For months this spring, UT Southwestern medical students were left in limbo regarding how to move forward with their clinical training when the COVID-19 pandemic forced Dallas to shelter in place. To preserve personal protective equipment and minimize exposure to the virus, clinical rotations were suspended.
But with the health crisis came an opportunity to solve two critical problems – how to keep students engaged in clinical training and how to track the health of COVID-19 patients discharged from William P. Clements Jr. University Hospital.
As a solution, Dr. Gary Reed, Associate Dean of Quality, Safety and Outcomes Education, and Dr. Carol Croft, Professor of Internal Medicine, created COVID-19 Follow-up Telemedicine, an elective course in which medical students initiated follow-up phone calls with those patients. Telemedicine had not been previously taught to medical students, but the current climate highlights its value in an evolving patient care landscape that often relies on remote patient-physician interactions when appropriate.
“Because of COVID, many clinics are doing some form of telemedicine. Now it’s something that medical students need to learn how to do because telemedicine is going to be with us from now on,” said Dr. Reed, also Professor of Internal Medicine and Surgery.
The telemedicine elective launched in May with students enrolled in the M.D. with Distinction in Quality Improvement and Patient Safety program, who helped design the pilot course over a two-week period. It was then opened up to other medical students seeking elective hours. Students enrolled in the elective for a four-week period, with up to six students in each session.
“Before, I hadn’t known a lot about telemedicine. I thought it might be something patients struggled to use or be problematic for patients without access to the internet, computers, or tablets,” said Isabel Wees, a third-year medical student who took part in the pilot course. “But since we were using the phone in our course, it was incredibly convenient. And with this resource, we can tell patients things they might not have known if we did not reach out to them.”
In the course, students were assigned patients to call two days after discharge from Clements University Hospital. Students made up to five calls daily and always identified themselves as medical students to patients. They used the same script to assess warning signs, as well as an algorithm and daily briefings with Internal Medicine physicians to determine if patients needed to return to the hospital. A physician was on call while students made the contacts so that if a student perceived a patient was not doing well, that doctor could respond quickly to that patient’s needs. Patients who were advised to continue recovering at home were counseled on proper self-isolation procedures.
Dr. Reed said since students initiated calls, the elective took a proactive approach to engaging with patients. The students said many patients were appreciative of the follow-ups.
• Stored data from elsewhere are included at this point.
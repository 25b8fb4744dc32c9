//! Skeleton recordings: one JSON `SkeletonFrame` per line, optionally gzipped.

use std::fs::File;
use std::io::{BufRead, BufReader, BufWriter, Read, Write};
use std::path::Path;

use flate2::read::GzDecoder;
use flate2::write::GzEncoder;
use flate2::Compression;

use crate::error::{RecognizerError, Result};
use crate::frame::SkeletonFrame;

fn is_gzip(path: &Path) -> bool {
    path.extension().map(|e| e == "gz").unwrap_or(false)
}

pub fn load_recording(path: &Path) -> Result<Vec<SkeletonFrame>> {
    let file = File::open(path)?;
    if is_gzip(path) {
        parse_frames(BufReader::new(GzDecoder::new(file)))
    } else {
        parse_frames(BufReader::new(file))
    }
}

/// Blank lines and lines starting with `#` are skipped.
pub fn parse_frames<R: Read>(reader: BufReader<R>) -> Result<Vec<SkeletonFrame>> {
    let mut frames = Vec::new();
    for (index, line) in reader.lines().enumerate() {
        let line = line?;
        let trimmed = line.trim();
        if trimmed.is_empty() || trimmed.starts_with('#') {
            continue;
        }
        let frame = serde_json::from_str(trimmed).map_err(|source| RecognizerError::RecordingParse {
            line: index + 1,
            source,
        })?;
        frames.push(frame);
    }
    Ok(frames)
}

pub fn save_recording(path: &Path, frames: &[SkeletonFrame]) -> Result<()> {
    let file = File::create(path)?;
    if is_gzip(path) {
        let mut encoder = GzEncoder::new(BufWriter::new(file), Compression::default());
        write_frames(&mut encoder, frames)?;
        encoder.finish()?.flush()?;
    } else {
        let mut writer = BufWriter::new(file);
        write_frames(&mut writer, frames)?;
        writer.flush()?;
    }
    Ok(())
}

fn write_frames<W: Write>(writer: &mut W, frames: &[SkeletonFrame]) -> Result<()> {
    for frame in frames {
        serde_json::to_writer(&mut *writer, frame)?;
        writer.write_all(b"\n")?;
    }
    Ok(())
}
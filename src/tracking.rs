use crate::types::{JointRole, JointSample, Side};
use crate::window::TimeWindow;

/// The four joint tracks of one body side
///
/// Cloning produces the deep copy handed to an evaluation worker.
#[derive(Clone, Debug)]
pub struct SideTracks {
    pub side: Side,
    pub knee: TimeWindow,
    pub ankle: TimeWindow,
    pub foot: TimeWindow,
    pub spine: TimeWindow,
}

impl SideTracks {
    pub fn new(side: Side, retention_ms: i64) -> Self {
        SideTracks {
            side,
            knee: TimeWindow::new(retention_ms),
            ankle: TimeWindow::new(retention_ms),
            foot: TimeWindow::new(retention_ms),
            spine: TimeWindow::new(retention_ms),
        }
    }

    pub fn window_mut(&mut self, role: JointRole) -> &mut TimeWindow {
        match role {
            JointRole::Knee => &mut self.knee,
            JointRole::Ankle => &mut self.ankle,
            JointRole::Foot => &mut self.foot,
            JointRole::Spine => &mut self.spine,
        }
    }

    /// Route a sample into the window of its joint role. The caller decides
    /// which side a sample belongs to; spine samples go to both.
    pub fn insert(&mut self, sample: JointSample) {
        self.window_mut(sample.joint.role()).insert(sample);
    }

    pub fn clear(&mut self) {
        self.knee.clear();
        self.ankle.clear();
        self.foot.clear();
        self.spine.clear();
    }

    pub fn is_empty(&self) -> bool {
        self.knee.is_empty() && self.ankle.is_empty() && self.foot.is_empty() && self.spine.is_empty()
    }

    /// Sample counts as (knee, ankle, foot, spine)
    pub fn lengths(&self) -> (usize, usize, usize, usize) {
        (self.knee.len(), self.ankle.len(), self.foot.len(), self.spine.len())
    }
}

#[cfg(test)]
mod tests {
    use super::*;
    use crate::types::{JointKind, Position};

    #[test]
    fn test_routing_by_role() {
        let mut tracks = SideTracks::new(Side::Left, 1000);
        tracks.insert(JointSample::new(0, Position::default(), JointKind::KneeLeft));
        tracks.insert(JointSample::new(0, Position::default(), JointKind::FootLeft));
        tracks.insert(JointSample::new(10, Position::default(), JointKind::FootLeft));
        tracks.insert(JointSample::new(0, Position::default(), JointKind::Spine));

        assert_eq!(tracks.lengths(), (1, 0, 2, 1));
    }

    #[test]
    fn test_snapshot_is_independent() {
        let mut tracks = SideTracks::new(Side::Right, 1000);
        tracks.insert(JointSample::new(0, Position::default(), JointKind::AnkleRight));

        let snapshot = tracks.clone();
        tracks.clear();

        assert!(tracks.is_empty());
        assert_eq!(snapshot.ankle.len(), 1);
    }
}
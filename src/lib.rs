//! Foot-stamp gesture recognition from a stream of skeleton joint positions.
//!
//! Joint samples for the knees, ankles, feet and spine are kept in short
//! per-side time windows. Every foot sample triggers an off-thread check of
//! that side's windows for the stamp shape; a match clears the side and
//! publishes a [`StampDetected`] on the [`GestureBus`].

pub mod bus;
pub mod config;
pub mod error;
pub mod evaluator;
pub mod extremum;
pub mod frame;
pub mod live_status;
pub mod matcher;
pub mod recognizer;
pub mod recording;
pub mod selector;
pub mod source;
pub mod tracking;
pub mod types;
pub mod window;

pub use bus::{GestureBus, SubscriptionId};
pub use config::{RecognizerConfig, StampThresholds};
pub use error::{RecognizerError, Result};
pub use evaluator::{Dispatch, EvaluatorCounts, SideEvaluator};
pub use frame::SkeletonFrame;
pub use matcher::{PatternMatcher, StampCheck, StampPatternMatcher};
pub use recognizer::StampRecognizer;
pub use selector::{ItemSelector, SelectionEvent};
pub use tracking::SideTracks;
pub use types::{JointKind, JointSample, JointTracked, Position, Side, StampDetected, Timestamp};
pub use window::TimeWindow;
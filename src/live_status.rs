use serde::{Deserialize, Serialize};
use std::fs;
use std::path::Path;
use std::time::{SystemTime, UNIX_EPOCH};

use crate::evaluator::EvaluatorCounts;
use crate::recognizer::StampRecognizer;
use crate::types::{Position, Side, StampDetected};

#[derive(Serialize, Deserialize, Clone, Debug, Default)]
pub struct SideStatus {
    pub foot_arrivals: u64,
    pub evaluations_started: u64,
    pub busy_drops: u64,
    pub stamps: u64,
    pub busy: bool,
    // Current window sizes
    pub knee_samples: usize,
    pub ankle_samples: usize,
    pub foot_samples: usize,
    pub spine_samples: usize,
}

#[derive(Serialize, Deserialize, Clone, Debug)]
pub struct LiveStatus {
    pub timestamp: f64,
    pub uptime_seconds: u64,
    pub frames_received: u64,
    pub frames_dropped: u64,
    pub invalid_samples: u64,
    pub left: SideStatus,
    pub right: SideStatus,
    // Most recent detection
    pub last_stamp_side: Option<Side>,
    pub last_stamp_timestamp: Option<i64>,
    pub last_stamp_position: Option<Position>,
    // Item selection
    pub selector_calibrated: bool,
    pub hovered_item: Option<usize>,
    pub selected_item: Option<usize>,
}

impl LiveStatus {
    pub fn new() -> Self {
        Self {
            timestamp: current_timestamp(),
            uptime_seconds: 0,
            frames_received: 0,
            frames_dropped: 0,
            invalid_samples: 0,
            left: SideStatus::default(),
            right: SideStatus::default(),
            last_stamp_side: None,
            last_stamp_timestamp: None,
            last_stamp_position: None,
            selector_calibrated: false,
            hovered_item: None,
            selected_item: None,
        }
    }

    /// Refresh per-side counters and window sizes from the recognizer.
    pub fn update_from(&mut self, recognizer: &StampRecognizer) {
        self.timestamp = current_timestamp();
        for side in Side::BOTH {
            let counts = recognizer.counts(side);
            let lengths = recognizer.window_lengths(side).unwrap_or_default();
            let status = side_status(counts, lengths, recognizer.is_busy(side));
            match side {
                Side::Left => self.left = status,
                Side::Right => self.right = status,
            }
        }
    }

    pub fn record_stamp(&mut self, stamp: &StampDetected) {
        self.last_stamp_side = Some(stamp.side);
        self.last_stamp_timestamp = Some(stamp.timestamp);
        self.last_stamp_position = Some(stamp.position);
    }

    pub fn save(&self, path: &Path) -> std::io::Result<()> {
        let json = serde_json::to_string_pretty(self)?;
        fs::write(path, json)?;
        Ok(())
    }
}

impl Default for LiveStatus {
    fn default() -> Self {
        Self::new()
    }
}

fn side_status(
    counts: EvaluatorCounts,
    (knee, ankle, foot, spine): (usize, usize, usize, usize),
    busy: bool,
) -> SideStatus {
    SideStatus {
        foot_arrivals: counts.foot_arrivals,
        evaluations_started: counts.evaluations_started,
        busy_drops: counts.busy_drops,
        stamps: counts.matches,
        busy,
        knee_samples: knee,
        ankle_samples: ankle,
        foot_samples: foot,
        spine_samples: spine,
    }
}

pub fn current_timestamp() -> f64 {
    SystemTime::now()
        .duration_since(UNIX_EPOCH)
        .unwrap_or_default()
        .as_secs_f64()
}

#[cfg(test)]
mod tests {
    use super::*;
    use crate::config::RecognizerConfig;
    use crate::types::{JointKind, JointSample};
    use std::time::Duration;

    #[test]
    fn test_update_from_recognizer() {
        let recognizer = StampRecognizer::new(RecognizerConfig::default()).unwrap();
        recognizer
            .ingest(JointSample::new(0, Position::new(0.0, 1.0, 2.0), JointKind::Spine))
            .unwrap();
        recognizer
            .ingest(JointSample::new(0, Position::new(0.0, 0.1, 2.0), JointKind::FootRight))
            .unwrap();
        assert!(recognizer.wait_idle(Duration::from_secs(5)));

        let mut status = LiveStatus::new();
        status.update_from(&recognizer);

        assert_eq!(status.left.spine_samples, 1);
        assert_eq!(status.left.foot_arrivals, 0);
        assert_eq!(status.right.foot_samples, 1);
        assert_eq!(status.right.evaluations_started, 1);
        assert!(!status.right.busy);
    }

    #[test]
    fn test_serializes_last_stamp() {
        let mut status = LiveStatus::new();
        status.record_stamp(&StampDetected {
            side: Side::Right,
            position: Position::new(1.0, 1.0, 2.0),
            timestamp: 400,
        });
        let json = serde_json::to_value(&status).unwrap();
        assert_eq!(json["last_stamp_side"], "Right");
        assert_eq!(json["last_stamp_timestamp"], 400);
    }
}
“This is a way to bridge the gap between when patients are treated in the hospital to when they see their primary care doctor. Some patients don’t initially appear to be sick when they first come to the hospital, but over the first week or so, patients can deteriorate. We didn’t want that to happen while they were at home and not have anyone to tell them to come back to the emergency room,” Dr. Reed said.
A secondary aspect to the course included a multidisciplinary clinic that saw COVID-19 patients via telemedicine and included audiovisual encounters. One day per week students in the elective assisted in the clinic.
In addition to learning how to effectively use telemedicine, students said they valued the opportunity to learn about COVID-19 and maintain a link to patient care during a time they were unable to be in the clinic.
“In our daily debrief calls with attending physicians, we discussed how to talk about patient care and we also discussed the COVID-19 pandemic, staying up to date with all the studies and what’s going on in the hospitals around the nation. So it’s a really valuable educational tool for students,” said Imran Murtuza, a third-year medical student who also collaborated on the pilot course.
As a student pursing the Quality Improvement and Patient Safety track, Mr. Murtuza said helping to develop the course taught him valuable medical education and quality improvement skills.
“Honestly, this elective has been my greatest experience in medical school because I came here to learn to care for patients and with this course we’ve been able to learn on the go. We built this elective on the fly and, using an analogy from Dr. Reed, we basically built the plane while it was in the air,” Mr. Murtuza said.
As quarantine restrictions eased in Dallas and at UT Southwestern, clinical rotations resumed in June for third- and fourth-year medical students. Ms. Wees said she has already experienced the benefit from the telemedicine course since returning to clinics.
“Now that I am back in clinics, there is still a lot of telemedicine being incorporated. So I am really glad that I had this exposure to it through helping create the elective,” she said.
Once students returned to clinical rotations, the elective was ended in August. However, Dr. Reed said if another COVID-19 surge occurs and students are removed from the clinic, the course could be used again in medical education.